For a long time, Kollywood behaved as if the Tamil audience was a lab rat: keep feeding it “message cinema”, sprinkle some Dravidianist ideology, sloganeering, add a few star cameos, and the box office would somehow cooperate.
For years, the audience also lapped up the garbage that was doled out in the name of ‘pure art’ and ‘absolute cinema’ and what not.
In 2024–26, the audience finally flipped the table. The clearest proof is how the same audience reacted to nationalistic films like Amaran and Dhurandhar, and how they have trashed Dravidianist ideology propagating films like Parasakthi.
Let us take a look at Amaran. The film was a biopic based on the life of martyred army hero Mukund Varadarajan. The Tamil audience that has been starved for such nationalistic films, films on real heroes lapped it up like crazy.
Fans of Sivakarthikeyan thoroughly enjoyed him in this avatar where he played Major Mukund Varadarajan. Here are some reactions.


While the film did have its shortcomings, it seemed to be a start in the right direction.
A year later, Dhurandhar was released – December 2025. Since it was a Hindi film, like with the rest of the country, there was no promotional activity, and purely through word-of-mouth, Tamil audiences cheered Dhurandhar too.
Come January 2026 and the Dravidianist ‘Parasakthi’ was released.
It faced a sharp and decisive rejection from audiences, turning from a heavily promoted Pongal release into a rapid box-office failure within days. After a fan-driven opening weekend, the film collapsed on its first Monday, with collections crashing nearly 70–80% from ₹10.1 crore on Sunday to around ₹3 crore, with some trade estimates placing it even lower. Its three-day India net stood at just ₹25–26 crore, far below expectations for a big-budget release.
Theatres across Tamil Nadu reported poor occupancy of around 18%, with empty screens and cancelled shows indicating a complete lack of audience “hold.” Negative word-of-mouth, citing a “preachy,” slow narrative and weak engagement further accelerated the decline. The film failed to attract family audiences and neutral viewers, relying only on an initial fan rush. What was projected as a prestige film has instead become a case study in how hype fails without audience acceptance.
And now in March 2026, we saw Dhurandhar 2. Tamil audiences are enjoying it even more – to the point of recommending people to watch it in Hindi for maximum impact!

Viewer reviews as they leave the cinema halls in Tamil Nadu have all been praiseworthy of the film, as it should be.


It is noteworthy that audiences were in fact cheering for most of the scenes, that one can never come across in non ‘mass’ films – especially when PM Modi appears on the screen.
That’s the real story here. Tamil audiences are not suddenly “right wing” because they liked Amaran and Dhurandhar, nor are they “ignorant masses” because they rejected Parasakthi. They are simply done subsidising lazy, agenda-driven filmmaking.
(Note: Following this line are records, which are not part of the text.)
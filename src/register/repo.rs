use async_trait::async_trait;
use chrono::{DateTime, Utc};
use sqlx::PgPool;
use std::collections::HashMap;
use std::sync::{Mutex, MutexGuard, PoisonError};
use tracing::{info_span, Instrument};
use uuid::Uuid;

use crate::error::Result;
use crate::register::models::{RegisterFlow, RegisterStep};

#[async_trait]
pub trait FlowRepo: Send + Sync {
    async fn insert(&self, flow: &RegisterFlow) -> Result<()>;

    /// Fetch a live flow. Expired flows read as absent.
    async fn find(&self, id: Uuid) -> Result<Option<RegisterFlow>>;

    /// Conditional step transition: only applies when the flow is live and
    /// currently at `from`. Returns whether the transition happened.
    async fn advance_step(&self, id: Uuid, from: RegisterStep, to: RegisterStep) -> Result<bool>;

    /// Attach a fresh code hash, superseding any previous one.
    async fn set_code(
        &self,
        id: Uuid,
        code_hash: &[u8],
        issued_at: DateTime<Utc>,
        expires_at: DateTime<Utc>,
    ) -> Result<()>;

    /// Drop the live code after a successful verify.
    async fn clear_code(&self, id: Uuid) -> Result<()>;

    /// Remove a flow. Missing flows are fine.
    async fn delete(&self, id: Uuid) -> Result<()>;
}

pub struct PgFlowRepo {
    pool: PgPool,
}

impl PgFlowRepo {
    #[must_use]
    pub fn new(pool: PgPool) -> Self {
        Self { pool }
    }
}

#[async_trait]
impl FlowRepo for PgFlowRepo {
    async fn insert(&self, flow: &RegisterFlow) -> Result<()> {
        let query = "INSERT INTO register_flows \
            (id, email, step, code_hash, code_issued_at, code_expires_at, ip_address, user_agent, expires_at, created_at) \
            VALUES ($1, $2, $3, $4, $5, $6, $7, $8, $9, $10)";
        let span = info_span!(
            "db.query",
            db.system = "postgresql",
            db.operation = "INSERT",
            db.statement = query
        );
        sqlx::query(query)
            .bind(flow.id)
            .bind(&flow.email)
            .bind(flow.step.as_str())
            .bind(&flow.code_hash)
            .bind(flow.code_issued_at)
            .bind(flow.code_expires_at)
            .bind(&flow.ip_address)
            .bind(&flow.user_agent)
            .bind(flow.expires_at)
            .bind(flow.created_at)
            .execute(&self.pool)
            .instrument(span)
            .await
            .map_err(|err| {
                anyhow::Error::new(err)
                    .context("Failed to insert register flow")
                    .into()
            })
            .map(|_| ())
    }

    async fn find(&self, id: Uuid) -> Result<Option<RegisterFlow>> {
        let query = "SELECT * FROM register_flows WHERE id = $1 AND expires_at > NOW()";
        let span = info_span!(
            "db.query",
            db.system = "postgresql",
            db.operation = "SELECT",
            db.statement = query
        );
        sqlx::query_as::<_, RegisterFlow>(query)
            .bind(id)
            .fetch_optional(&self.pool)
            .instrument(span)
            .await
            .map_err(|err| {
                anyhow::Error::new(err)
                    .context("Failed to fetch register flow")
                    .into()
            })
    }

    async fn advance_step(&self, id: Uuid, from: RegisterStep, to: RegisterStep) -> Result<bool> {
        let query = "UPDATE register_flows SET step = $1 \
            WHERE id = $2 AND step = $3 AND expires_at > NOW()";
        let span = info_span!(
            "db.query",
            db.system = "postgresql",
            db.operation = "UPDATE",
            db.statement = query
        );
        let result = sqlx::query(query)
            .bind(to.as_str())
            .bind(id)
            .bind(from.as_str())
            .execute(&self.pool)
            .instrument(span)
            .await
            .map_err(|err| anyhow::Error::new(err).context("Failed to advance register flow"))?;
        Ok(result.rows_affected() > 0)
    }

    async fn set_code(
        &self,
        id: Uuid,
        code_hash: &[u8],
        issued_at: DateTime<Utc>,
        expires_at: DateTime<Utc>,
    ) -> Result<()> {
        let query = "UPDATE register_flows \
            SET code_hash = $1, code_issued_at = $2, code_expires_at = $3 WHERE id = $4";
        let span = info_span!(
            "db.query",
            db.system = "postgresql",
            db.operation = "UPDATE",
            db.statement = query
        );
        sqlx::query(query)
            .bind(code_hash)
            .bind(issued_at)
            .bind(expires_at)
            .bind(id)
            .execute(&self.pool)
            .instrument(span)
            .await
            .map_err(|err| {
                anyhow::Error::new(err)
                    .context("Failed to set verification code")
                    .into()
            })
            .map(|_| ())
    }

    async fn clear_code(&self, id: Uuid) -> Result<()> {
        let query = "UPDATE register_flows \
            SET code_hash = NULL, code_issued_at = NULL, code_expires_at = NULL WHERE id = $1";
        let span = info_span!(
            "db.query",
            db.system = "postgresql",
            db.operation = "UPDATE",
            db.statement = query
        );
        sqlx::query(query)
            .bind(id)
            .execute(&self.pool)
            .instrument(span)
            .await
            .map_err(|err| {
                anyhow::Error::new(err)
                    .context("Failed to clear verification code")
                    .into()
            })
            .map(|_| ())
    }

    async fn delete(&self, id: Uuid) -> Result<()> {
        let query = "DELETE FROM register_flows WHERE id = $1";
        let span = info_span!(
            "db.query",
            db.system = "postgresql",
            db.operation = "DELETE",
            db.statement = query
        );
        sqlx::query(query)
            .bind(id)
            .execute(&self.pool)
            .instrument(span)
            .await
            .map_err(|err| {
                anyhow::Error::new(err)
                    .context("Failed to delete register flow")
                    .into()
            })
            .map(|_| ())
    }
}

/// In-process [`FlowRepo`] used by tests and local dev.
#[derive(Default)]
pub struct MemoryFlowRepo {
    flows: Mutex<HashMap<Uuid, RegisterFlow>>,
}

impl MemoryFlowRepo {
    #[must_use]
    pub fn new() -> Self {
        Self::default()
    }

    fn flows(&self) -> MutexGuard<'_, HashMap<Uuid, RegisterFlow>> {
        self.flows.lock().unwrap_or_else(PoisonError::into_inner)
    }
}

#[async_trait]
impl FlowRepo for MemoryFlowRepo {
    async fn insert(&self, flow: &RegisterFlow) -> Result<()> {
        self.flows().insert(flow.id, flow.clone());
        Ok(())
    }

    async fn find(&self, id: Uuid) -> Result<Option<RegisterFlow>> {
        let now = Utc::now();
        Ok(self
            .flows()
            .get(&id)
            .filter(|flow| !flow.is_expired(now))
            .cloned())
    }

    async fn advance_step(&self, id: Uuid, from: RegisterStep, to: RegisterStep) -> Result<bool> {
        let now = Utc::now();
        let mut flows = self.flows();
        match flows.get_mut(&id) {
            Some(flow) if !flow.is_expired(now) && flow.step == from => {
                flow.step = to;
                Ok(true)
            }
            _ => Ok(false),
        }
    }

    async fn set_code(
        &self,
        id: Uuid,
        code_hash: &[u8],
        issued_at: DateTime<Utc>,
        expires_at: DateTime<Utc>,
    ) -> Result<()> {
        if let Some(flow) = self.flows().get_mut(&id) {
            flow.code_hash = Some(code_hash.to_vec());
            flow.code_issued_at = Some(issued_at);
            flow.code_expires_at = Some(expires_at);
        }
        Ok(())
    }

    async fn clear_code(&self, id: Uuid) -> Result<()> {
        if let Some(flow) = self.flows().get_mut(&id) {
            flow.code_hash = None;
            flow.code_issued_at = None;
            flow.code_expires_at = None;
        }
        Ok(())
    }

    async fn delete(&self, id: Uuid) -> Result<()> {
        self.flows().remove(&id);
        Ok(())
    }
}
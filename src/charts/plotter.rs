//! Chart Plotter Module
//! Turns an AggregateSummary into bar-chart series (one bar per category).

use crate::stats::AggregateSummary;
use serde::Serialize;

/// Tableau10 palette, RGB.
pub const PALETTE: [[u8; 3]; 10] = [
    [78, 121, 167],  // Blue
    [242, 142, 44],  // Orange
    [225, 87, 89],   // Red
    [118, 183, 178], // Teal
    [89, 161, 79],   // Green
    [237, 201, 73],  // Yellow
    [175, 122, 161], // Purple
    [255, 157, 167], // Pink
    [156, 117, 95],  // Brown
    [186, 176, 171], // Grey
];

#[derive(Debug, Clone, PartialEq, Serialize)]
pub struct Bar {
    pub label: String,
    pub value: u64,
    pub color: [u8; 3],
}

/// Bars in category order.
#[derive(Debug, Clone, Default, PartialEq, Serialize)]
pub struct ChartData {
    pub title: String,
    pub bars: Vec<Bar>,
}

impl ChartData {
    pub fn max_value(&self) -> u64 {
        self.bars.iter().map(|b| b.value).max().unwrap_or(0)
    }
}

/// Builds chart series from summaries.
pub struct ChartPlotter;

impl ChartPlotter {
    pub fn color_for(index: usize) -> [u8; 3] {
        PALETTE[index % PALETTE.len()]
    }

    pub fn bar_chart(title: &str, summary: &AggregateSummary) -> ChartData {
        let bars = summary
            .totals()
            .iter()
            .enumerate()
            .map(|(i, t)| Bar {
                label: t.category.label().to_string(),
                value: t.total,
                color: Self::color_for(i),
            })
            .collect();

        ChartData {
            title: title.to_string(),
            bars,
        }
    }

    /// Horizontal text bars for terminals, scaled so the largest fills `width` cells.
    pub fn text_bars(chart: &ChartData, width: usize) -> Vec<String> {
        let max = chart.max_value();
        let label_w = chart.bars.iter().map(|b| b.label.chars().count()).max().unwrap_or(0);

        chart
            .bars
            .iter()
            .map(|bar| {
                let cells = if max == 0 {
                    0
                } else {
                    ((bar.value as f64 / max as f64) * width as f64).round() as usize
                };
                format!(
                    "{:<label_w$} │{} {}",
                    bar.label,
                    "█".repeat(cells),
                    bar.value,
                    label_w = label_w
                )
            })
            .collect()
    }
}
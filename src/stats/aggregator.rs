//! Aggregator Module
//! Per-category applicant totals and sums derived from them.

use crate::data::{Category, RosterTable};
use serde::{Deserialize, Serialize};

/// Total applicants for one category.
#[derive(Debug, Clone, Copy, PartialEq, Eq, Serialize)]
pub struct CategoryTotal {
    pub category: Category,
    pub total: u64,
}

/// Category → total, in the order the categories were loaded.
#[derive(Debug, Clone, Default, PartialEq, Eq, Serialize)]
pub struct AggregateSummary {
    totals: Vec<CategoryTotal>,
}

impl AggregateSummary {
    pub fn totals(&self) -> &[CategoryTotal] {
        &self.totals
    }

    /// Total for `category`, or `None` if it was not part of the load.
    pub fn get(&self, category: Category) -> Option<u64> {
        self.totals
            .iter()
            .find(|t| t.category == category)
            .map(|t| t.total)
    }

    pub fn categories(&self) -> impl Iterator<Item = Category> + '_ {
        self.totals.iter().map(|t| t.category)
    }

    /// Sum over every category in the summary.
    pub fn grand_total(&self) -> u64 {
        saturating_sum(self.totals.iter().map(|t| t.total))
    }

    /// Sum of the given categories' totals; absent categories add nothing.
    pub fn sum_of(&self, categories: &[Category]) -> u64 {
        saturating_sum(categories.iter().filter_map(|c| self.get(*c)))
    }

    /// Largest single category total (0 when empty).
    pub fn max_total(&self) -> u64 {
        self.totals.iter().map(|t| t.total).max().unwrap_or(0)
    }

    pub fn is_empty(&self) -> bool {
        self.totals.is_empty()
    }
}

fn saturating_sum(values: impl Iterator<Item = u64>) -> u64 {
    values.fold(0, u64::saturating_add)
}

/// A named cross-category sum requested by the presentation layer.
#[derive(Debug, Clone, PartialEq, Eq, Serialize, Deserialize)]
pub struct DerivedTotalSpec {
    pub label: String,
    pub categories: Vec<Category>,
}

impl DerivedTotalSpec {
    pub fn new(label: impl Into<String>, categories: &[Category]) -> Self {
        Self {
            label: label.into(),
            categories: categories.to_vec(),
        }
    }
}

#[derive(Debug, Clone, PartialEq, Eq, Serialize)]
pub struct DerivedTotal {
    pub label: String,
    pub total: u64,
}

/// Turns loaded tables into totals.
pub struct Aggregator;

impl Aggregator {
    /// Sum each table's applicant counts, keeping input order.
    pub fn summarize<'a, I>(tables: I) -> AggregateSummary
    where
        I: IntoIterator<Item = (Category, &'a RosterTable)>,
    {
        let totals = tables
            .into_iter()
            .map(|(category, table)| CategoryTotal {
                category,
                total: table.total_applicants(),
            })
            .collect();

        AggregateSummary { totals }
    }

    /// Evaluate derived totals from an existing summary.
    pub fn derive(summary: &AggregateSummary, specs: &[DerivedTotalSpec]) -> Vec<DerivedTotal> {
        specs
            .iter()
            .map(|spec| DerivedTotal {
                label: spec.label.clone(),
                total: summary.sum_of(&spec.categories),
            })
            .collect()
    }
}
//! Enrollment Dashboard - console view
//!
//! Refreshes the configured dashboard once and prints KPIs, the category
//! chart and the first page of every category's roster. Optionally writes
//! the chart as a PNG.

use anyhow::{Context, Result};
use clap::Parser;
use enrollment_dashboard::charts::ChartPlotter;
use enrollment_dashboard::{Dashboard, DashboardConfig, DashboardSnapshot};
use std::path::PathBuf;
use tracing::info;
use tracing_subscriber::{fmt, EnvFilter};

const CHART_WIDTH: usize = 40;

#[derive(Parser, Debug)]
#[command(
    name = "enrollment_dashboard",
    version,
    about = "Applicant counts per position, read from the published enrollment spreadsheet"
)]
struct Cli {
    /// JSON config file; the three-category preset is used when omitted.
    config: Option<PathBuf>,

    /// Write the category bar chart to this PNG file.
    #[arg(long = "chart", value_name = "FILE")]
    chart: Option<PathBuf>,

    #[arg(long = "chart-width", default_value_t = 800)]
    chart_width: u32,

    #[arg(long = "chart-height", default_value_t = 450)]
    chart_height: u32,
}

fn main() -> Result<()> {
    let cli = Cli::parse();

    let env = EnvFilter::try_from_default_env().unwrap_or_else(|_| EnvFilter::new("info"));
    fmt::Subscriber::builder()
        .with_env_filter(env)
        .with_writer(std::io::stderr)
        .init();

    let config = match &cli.config {
        Some(path) => DashboardConfig::load(path)
            .with_context(|| format!("loading dashboard config from {}", path.display()))?,
        None => DashboardConfig::three_categories(),
    };
    info!(categories = config.categories.len(), "starting dashboard");

    let mut dashboard = Dashboard::new(config).context("building dashboard")?;
    let snapshot = dashboard.refresh();
    print_snapshot(&snapshot);

    if let Some(path) = &cli.chart {
        let png = snapshot
            .chart_png(cli.chart_width, cli.chart_height)
            .context("rendering chart")?;
        std::fs::write(path, png)
            .with_context(|| format!("writing chart to {}", path.display()))?;
        info!(path = %path.display(), "chart written");
    }

    Ok(())
}

fn print_snapshot(snapshot: &DashboardSnapshot) {
    println!("{}", snapshot.title);
    println!("{}", "=".repeat(snapshot.title.chars().count()));

    for notice in &snapshot.notices {
        println!("! {}", notice.message());
    }

    println!();
    for card in snapshot.kpis() {
        println!("{:<28} {:>8}", card.title, card.value);
    }

    let chart = snapshot.chart();
    println!();
    println!("{}", chart.title);
    for line in ChartPlotter::text_bars(&chart, CHART_WIDTH) {
        println!("  {line}");
    }

    for category in snapshot.categories() {
        let Some(view) = snapshot.table_view(category, "", None) else {
            continue;
        };
        let page = view.page(0);

        println!();
        println!(
            "Inscrições - {} ({} vagas, página {}/{})",
            category.selector_key(),
            page.total_rows,
            page.index + 1,
            page.page_count
        );
        for row in page.rows {
            println!("  {:<60} {:>6}", row.position_label, row.applicant_count);
        }
    }
}
//! Stats module - applicant totals

mod aggregator;

pub use aggregator::{AggregateSummary, Aggregator, CategoryTotal, DerivedTotal, DerivedTotalSpec};
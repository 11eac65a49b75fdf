//! Remote Source Module
//! Spreadsheet sheet descriptors and the HTTP transport that fetches their CSV export.

use serde::{Deserialize, Serialize};
use std::time::Duration;
use thiserror::Error;
use tracing::debug;
use url::form_urlencoded;

/// Base URL of published spreadsheets.
pub const DEFAULT_BASE_URL: &str = "https://docs.google.com/spreadsheets/d";

#[derive(Error, Debug)]
pub enum FetchError {
    #[error("HTTP request failed: {0}")]
    Http(#[from] reqwest::Error),
    #[error("Unexpected HTTP status {status} from {url}")]
    Status { status: u16, url: String },
    #[error("Malformed CSV payload: {0}")]
    Csv(String),
}

/// Identifies one sheet (tab) of one spreadsheet.
#[derive(Debug, Clone, PartialEq, Eq, Hash, Serialize, Deserialize)]
pub struct SourceDescriptor {
    pub spreadsheet_id: String,
    pub sheet_name: String,
}

impl SourceDescriptor {
    pub fn new(spreadsheet_id: impl Into<String>, sheet_name: impl Into<String>) -> Self {
        Self {
            spreadsheet_id: spreadsheet_id.into(),
            sheet_name: sheet_name.into(),
        }
    }

    /// CSV export URL: `{base}/{id}/gviz/tq?tqx=out:csv&sheet={sheet}`.
    pub fn export_url(&self, base: &str) -> String {
        let sheet: String = form_urlencoded::byte_serialize(self.sheet_name.as_bytes()).collect();
        format!(
            "{}/{}/gviz/tq?tqx=out:csv&sheet={}",
            base.trim_end_matches('/'),
            self.spreadsheet_id,
            sheet
        )
    }
}

/// Fetches the raw body behind a URL.
pub trait Transport {
    fn get(&self, url: &str) -> Result<Vec<u8>, FetchError>;
}

/// Blocking reqwest client with a request timeout.
pub struct HttpTransport {
    client: reqwest::blocking::Client,
}

impl HttpTransport {
    pub fn new(timeout: Duration) -> Result<Self, FetchError> {
        let client = reqwest::blocking::Client::builder()
            .timeout(timeout)
            .user_agent(concat!("enrollment_dashboard/", env!("CARGO_PKG_VERSION")))
            .build()?;
        Ok(Self { client })
    }
}

impl Transport for HttpTransport {
    fn get(&self, url: &str) -> Result<Vec<u8>, FetchError> {
        debug!(url, "GET");
        let resp = self.client.get(url).send()?;
        let status = resp.status();
        if !status.is_success() {
            return Err(FetchError::Status {
                status: status.as_u16(),
                url: url.to_string(),
            });
        }
        Ok(resp.bytes()?.to_vec())
    }
}
//! Dashboard module - presentation-facing view of the pipeline

mod app;
mod table_view;

pub use app::{Dashboard, DashboardError, DashboardSnapshot, KpiCard, Notice};
pub use table_view::{TablePage, TableView};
They have lived through a decade of Kollywood using the theatre as a classroom – anti-this, pro-that, lecture after lecture, with craft as an afterthought. Now they have seen what it feels like when someone spends the same money and time on story, staging and performance instead.
So yes, the Tamil audience is celebrating Amaran and Dhurandhar – not out of blind nationalism, but because those films deliver what Kollywood has been refusing to deliver: story, craft, emotional clarity, respect for the viewer. And it is trashing films like Parasakthi because people are done paying to be lectured and bored in the same sitting.
If Kollywood still pretends this is “confused audience taste” or fan wars, that’s its problem. The viewers have already moved on.